* _WORK INSTRUCTION_
Go line by line through the entries below and copy those containing the string "readable".

□ □ □ □

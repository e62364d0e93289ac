//! Integration tests for account registration.

mod helpers;

use http::StatusCode;

use formgate_database::UserRepository;
use formgate_entity::user::Role;

async fn join(
    client: &mut helpers::TestClient,
    username: &str,
    password: &str,
) -> helpers::TestResponse {
    let page = client.get("/join").await;
    assert_eq!(page.status, StatusCode::OK);
    client.csrf_token = page.body["csrf_token"].as_str().map(str::to_string);

    client
        .post_form("/joinProc", &[("username", username), ("password", password)])
        .await
}

#[tokio::test]
async fn test_join_creates_user_with_default_role() {
    let app = helpers::TestApp::new().await;
    let mut client = app.client();

    let response = join(&mut client, "bob", "password123").await;
    assert_eq!(response.status, StatusCode::FOUND);
    assert_eq!(response.location(), Some("/login"));

    let user = app
        .state
        .users
        .find_by_username("bob")
        .await
        .expect("lookup")
        .expect("user stored");
    assert_eq!(user.role, Role::new("USER").expect("valid role"));
    assert_ne!(user.password_hash, "password123");

    client.login_ok("bob", "password123").await;
    let page = client.get("/my").await;
    assert_eq!(page.status, StatusCode::OK);
    assert_eq!(page.body["user"]["role"], "USER");
}

#[tokio::test]
async fn test_duplicate_username_conflicts() {
    let app = helpers::TestApp::new().await;
    let mut client = app.client();

    let first = join(&mut client, "bob", "password123").await;
    assert_eq!(first.status, StatusCode::FOUND);

    let second = join(&mut client, "bob", "other-password").await;
    assert_eq!(second.status, StatusCode::CONFLICT);
    assert_eq!(second.error_code(), Some("DUPLICATE_USERNAME"));

    assert_eq!(app.state.users.count().await.expect("count"), 1);
}

#[tokio::test]
async fn test_invalid_username_is_rejected() {
    let app = helpers::TestApp::new().await;
    let mut client = app.client();

    let response = join(&mut client, "bad name", "password123").await;
    assert_eq!(response.status, StatusCode::BAD_REQUEST);
    assert_eq!(response.error_code(), Some("VALIDATION"));

    let response = join(&mut client, "carol", "").await;
    assert_eq!(response.status, StatusCode::BAD_REQUEST);
}
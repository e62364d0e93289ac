//! Concurrent-session limit type.

use serde::{Deserialize, Serialize};

/// Maximum number of authenticated sessions a single user may hold.
#[derive(Debug, Clone, Copy, PartialEq, Eq, Serialize, Deserialize)]
pub enum SessionLimit {
    /// A fixed maximum number of concurrent sessions.
    Fixed(u32),
    /// No per-user limit.
    Unlimited,
}

impl SessionLimit {
    /// Check whether a user already holding `active_count` sessions is at the cap.
    pub fn is_reached_by(&self, active_count: usize) -> bool {
        match self {
            Self::Fixed(max) => active_count >= *max as usize,
            Self::Unlimited => false,
        }
    }

    /// Return the numeric limit, or `None` for unlimited.
    pub fn as_max(&self) -> Option<u32> {
        match self {
            Self::Fixed(max) => Some(*max),
            Self::Unlimited => None,
        }
    }
}

impl From<u32> for SessionLimit {
    /// Convert a `u32` to a `SessionLimit`. `0` means unlimited.
    fn from(value: u32) -> Self {
        if value == 0 {
            Self::Unlimited
        } else {
            Self::Fixed(value)
        }
    }
}
//! HTTP server configuration.

use serde::{Deserialize, Serialize};

/// HTTP server configuration.
#[derive(Debug, Clone, Serialize, Deserialize)]
pub struct ServerConfig {
    /// Bind address.
    #[serde(default = "default_host")]
    pub host: String,
    /// Bind port.
    #[serde(default = "default_port")]
    pub port: u16,
    /// Graceful shutdown timeout in seconds.
    #[serde(default = "default_shutdown_grace")]
    pub shutdown_grace_seconds: u64,
}

impl ServerConfig {
    /// Returns the `host:port` bind address.
    pub fn bind_address(&self) -> String {
        format!("{}:{}", self.host, self.port)
    }
}

impl Default for ServerConfig {
    fn default() -> Self {
        Self {
            host: default_host(),
            port: default_port(),
            shutdown_grace_seconds: default_shutdown_grace(),
        }
    }
}

fn default_host() -> String {
    "127.0.0.1".to_string()
}

fn default_port() -> u16 {
    8080
}

fn default_shutdown_grace() -> u64 {
    10
}
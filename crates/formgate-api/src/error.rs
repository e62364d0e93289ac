//! Maps domain `AppError` to HTTP responses.

use axum::Json;
use axum::http::StatusCode;
use axum::response::{IntoResponse, Response};
use serde::{Deserialize, Serialize};

use formgate_core::error::{AppError, ErrorKind};

/// Result type for handlers and middleware.
pub type ApiResult<T> = Result<T, ApiError>;

/// HTTP-facing wrapper around [`AppError`].
#[derive(Debug)]
pub struct ApiError(pub AppError);

impl From<AppError> for ApiError {
    fn from(err: AppError) -> Self {
        Self(err)
    }
}

/// Standard API error response body.
#[derive(Debug, Clone, Serialize, Deserialize)]
pub struct ApiErrorResponse {
    /// Machine-readable error code.
    pub error: String,
    /// Human-readable message.
    pub message: String,
}

/// Status code for each error kind.
pub fn status_for(kind: ErrorKind) -> StatusCode {
    match kind {
        ErrorKind::Validation => StatusCode::BAD_REQUEST,
        ErrorKind::DuplicateUsername => StatusCode::CONFLICT,
        ErrorKind::InvalidCredentials | ErrorKind::InvalidSession => StatusCode::UNAUTHORIZED,
        ErrorKind::SessionLimitExceeded => StatusCode::TOO_MANY_REQUESTS,
        ErrorKind::AuthorizationDenied | ErrorKind::CsrfRejected => StatusCode::FORBIDDEN,
        ErrorKind::NotFound => StatusCode::NOT_FOUND,
        ErrorKind::Database
        | ErrorKind::Configuration
        | ErrorKind::Serialization
        | ErrorKind::Internal => StatusCode::INTERNAL_SERVER_ERROR,
    }
}

impl IntoResponse for ApiError {
    fn into_response(self) -> Response {
        let err = self.0;
        let status = status_for(err.kind);

        let message = if status.is_server_error() {
            tracing::error!(kind = %err.kind, error = %err.message, source = ?err.source, "Request failed");
            "An internal error occurred".to_string()
        } else {
            err.message
        };

        let body = ApiErrorResponse {
            error: err.kind.to_string(),
            message,
        };

        (status, Json(body)).into_response()
    }
}

#[cfg(test)]
mod tests {
    use super::*;

    #[test]
    fn test_status_mapping() {
        assert_eq!(status_for(ErrorKind::DuplicateUsername), StatusCode::CONFLICT);
        assert_eq!(status_for(ErrorKind::InvalidSession), StatusCode::UNAUTHORIZED);
        assert_eq!(status_for(ErrorKind::AuthorizationDenied), StatusCode::FORBIDDEN);
        assert_eq!(status_for(ErrorKind::Database), StatusCode::INTERNAL_SERVER_ERROR);
    }

    #[tokio::test]
    async fn test_server_errors_hide_details() {
        let response =
            ApiError(AppError::database("connection refused to 10.0.0.5")).into_response();
        assert_eq!(response.status(), StatusCode::INTERNAL_SERVER_ERROR);

        let body = axum::body::to_bytes(response.into_body(), 4096)
            .await
            .expect("body");
        let body: serde_json::Value = serde_json::from_slice(&body).expect("json");
        assert_eq!(body["error"], "DATABASE");
        assert_eq!(body["message"], "An internal error occurred");
    }

    #[tokio::test]
    async fn test_client_errors_keep_message() {
        let response = ApiError(AppError::duplicate_username("alice")).into_response();
        assert_eq!(response.status(), StatusCode::CONFLICT);

        let body = axum::body::to_bytes(response.into_body(), 4096)
            .await
            .expect("body");
        let body: serde_json::Value = serde_json::from_slice(&body).expect("json");
        assert_eq!(body["error"], "DUPLICATE_USERNAME");
    }
}
impl ReceiveMachine {
    pub fn new(max_payload: u32, cipher: Option<Arc<dyn PayloadCipher>>) -> Self {
        Self {
            state: ParseState::AwaitingHeader,
            header_buf: [0u8; HEADER_LEN],
            header_filled: 0,
            max_payload,
            cipher,
            transfer: None,
            resyncing: false,
            discarded: 0,
        }
    }

    pub fn state(&self) -> &ParseState {
        &self.state
    }

    /// Whether a file-start has been seen and its file-end has not
    pub fn transfer_active(&self) -> bool {
        self.transfer.is_some()
    }

    /// Bytes of the active transfer seen so far, with the declared total
    pub fn transfer_progress(&self) -> Option<(u64, u64)> {
        self.transfer.as_ref().map(|t| (t.received, t.total))
    }

    /// Total bytes skipped while resynchronising after bad headers
    pub fn discarded_bytes(&self) -> u64 {
        self.discarded
    }

    /// Stop producing [`Received::FileData`] for the active transfer.
    ///
    /// Its remaining chunks are consumed silently and its file-end yields
    /// nothing.
    pub fn abort_transfer(&mut self) {
        if let Some(transfer) = self.transfer.as_mut() {
            transfer.skipping = true;
        }
    }

    /// Drop every piece of in-flight state
    pub fn reset(&mut self) {
        self.state = ParseState::AwaitingHeader;
        self.header_filled = 0;
        self.transfer = None;
        self.resyncing = false;
    }

    /// Consume one read's worth of bytes, appending produced items to `out`.
    ///
    /// All of `data` is consumed; a trailing partial envelope stays buffered
    /// until the next call.
    pub fn feed(&mut self, mut data: &[u8], out: &mut Vec<Received>) {
        while !data.is_empty() || matches!(self.state, ParseState::Faulted { .. }) {
            let state = std::mem::replace(&mut self.state, ParseState::AwaitingHeader);
            self.state = self.transition(state, &mut data, out);
        }
    }

    fn transition(
        &mut self,
        state: ParseState,
        data: &mut &[u8],
        out: &mut Vec<Received>,
    ) -> ParseState {
        match state {
            ParseState::AwaitingHeader => {
                let take = (HEADER_LEN - self.header_filled).min(data.len());
                self.header_buf[self.header_filled..self.header_filled + take]
                    .copy_from_slice(&data[..take]);
                self.header_filled += take;
                *data = &data[take..];

                if self.header_filled < HEADER_LEN {
                    return ParseState::AwaitingHeader;
                }
                match decode_header(&self.header_buf, self.max_payload) {
                    Ok(Some(header)) => {
                        self.header_filled = 0;
                        self.resyncing = false;
                        trace!(
                            "Header parsed: {:?}, {} payload bytes",
                            header.kind,
                            header.payload_len
                        );
                        self.begin(header, out)
                    }
                    Ok(None) => ParseState::AwaitingHeader,
                    Err(error) => ParseState::Faulted {
                        error,
                        resync: true,
                    },
                }
            }

            ParseState::AccumulatingBody { header, mut body } => {
                let needed = header.payload_len as usize - body.len();
                let take = needed.min(data.len());
                body.extend_from_slice(&data[..take]);
                *data = &data[take..];

                if body.len() == header.payload_len as usize {
                    self.complete(header, body.freeze(), out)
                } else {
                    ParseState::AccumulatingBody { header, body }
                }
            }

            ParseState::StreamingFile { header, remaining } => {
                let take = (remaining as usize).min(data.len());
                let chunk = Bytes::copy_from_slice(&data[..take]);
                *data = &data[take..];
                self.stream_chunk(chunk, out);

                let remaining = remaining - take as u32;
                if remaining == 0 {
                    ParseState::AwaitingHeader
                } else {
                    ParseState::StreamingFile { header, remaining }
                }
            }

            ParseState::Faulted { error, resync } => {
                if !self.resyncing {
                    debug!("Dropping in-flight envelope: {}", error);
                    out.push(Received::Fault(error));
                }
                if resync {
                    self.resyncing = true;
                    self.slide_header();
                } else {
                    self.header_filled = 0;
                }
                ParseState::AwaitingHeader
            }
        }
    }

    /// Shift the rejected header window to the next possible magic start
    fn slide_header(&mut self) {
        let next = (1..self.header_filled)
            .find(|&i| self.header_buf[i] == TETHER_MAGIC[0])
            .unwrap_or(self.header_filled);
        self.header_buf.copy_within(next..self.header_filled, 0);
        self.header_filled -= next;
        self.discarded += next as u64;
    }

    fn begin(&mut self, header: EnvelopeHeader, out: &mut Vec<Received>) -> ParseState {
        if header.kind == EnvelopeKind::FileChunk
            && !header.is_encrypted()
            && self.transfer.is_some()
        {
            return if header.payload_len == 0 {
                ParseState::AwaitingHeader
            } else {
                ParseState::StreamingFile {
                    header,
                    remaining: header.payload_len,
                }
            };
        }

        if header.payload_len == 0 {
            return self.complete(header, Bytes::new(), out);
        }
        ParseState::AccumulatingBody {
            header,
            body: BytesMut::with_capacity(header.payload_len as usize),
        }
    }

    fn complete(
        &mut self,
        header: EnvelopeHeader,
        body: Bytes,
        out: &mut Vec<Received>,
    ) -> ParseState {
        match header.kind {
            EnvelopeKind::Message | EnvelopeKind::Command | EnvelopeKind::Ack => {
                match open_payload(&header, body, self.cipher.as_deref()) {
                    Ok(payload) => {
                        out.push(Received::Envelope(Envelope { header, payload }));
                        ParseState::AwaitingHeader
                    }
                    Err(error) => ParseState::Faulted {
                        error,
                        resync: false,
                    },
                }
            }

            EnvelopeKind::FileStart => {
                let meta = open_payload(&header, body, self.cipher.as_deref()).and_then(|p| {
                    serde_json::from_slice::<FileMeta>(&p)
                        .map_err(|e| ProtocolError::InvalidMetadata(e.to_string()))
                });
                match meta {
                    Ok(meta) => {
                        if self.transfer.is_some() {
                            debug!("File start for {:?} replaces an unfinished transfer", meta.path);
                        }
                        self.transfer = Some(InboundTransfer {
                            total: meta.size,
                            received: 0,
                            skipping: false,
                        });
                        out.push(Received::FileStart { header, meta });
                        ParseState::AwaitingHeader
                    }
                    Err(error) => ParseState::Faulted {
                        error,
                        resync: false,
                    },
                }
            }

            EnvelopeKind::FileChunk => {
                let skipping = match &self.transfer {
                    Some(transfer) => transfer.skipping,
                    None => {
                        return ParseState::Faulted {
                            error: ProtocolError::UnexpectedEnvelope(header.kind),
                            resync: false,
                        }
                    }
                };
                if skipping {
                    return ParseState::AwaitingHeader;
                }
                match open_payload(&header, body, self.cipher.as_deref()) {
                    Ok(chunk) => {
                        self.stream_chunk(chunk, out);
                        ParseState::AwaitingHeader
                    }
                    Err(error) => ParseState::Faulted {
                        error,
                        resync: false,
                    },
                }
            }

            EnvelopeKind::FileEnd => match self.transfer.take() {
                Some(transfer) => {
                    if !transfer.skipping {
                        out.push(Received::FileEnd);
                    }
                    ParseState::AwaitingHeader
                }
                None => ParseState::Faulted {
                    error: ProtocolError::UnexpectedEnvelope(header.kind),
                    resync: false,
                },
            },
        }
    }

    fn stream_chunk(&mut self, chunk: Bytes, out: &mut Vec<Received>) {
        if let Some(transfer) = self.transfer.as_mut() {
            transfer.received += chunk.len() as u64;
            if !transfer.skipping && !chunk.is_empty() {
                out.push(Received::FileData(chunk));
            }
        }
    }
}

□ □ □ □

* _COMPLETED EXERCISE_
    /// Machine-readable error code.
    /// Human-readable message.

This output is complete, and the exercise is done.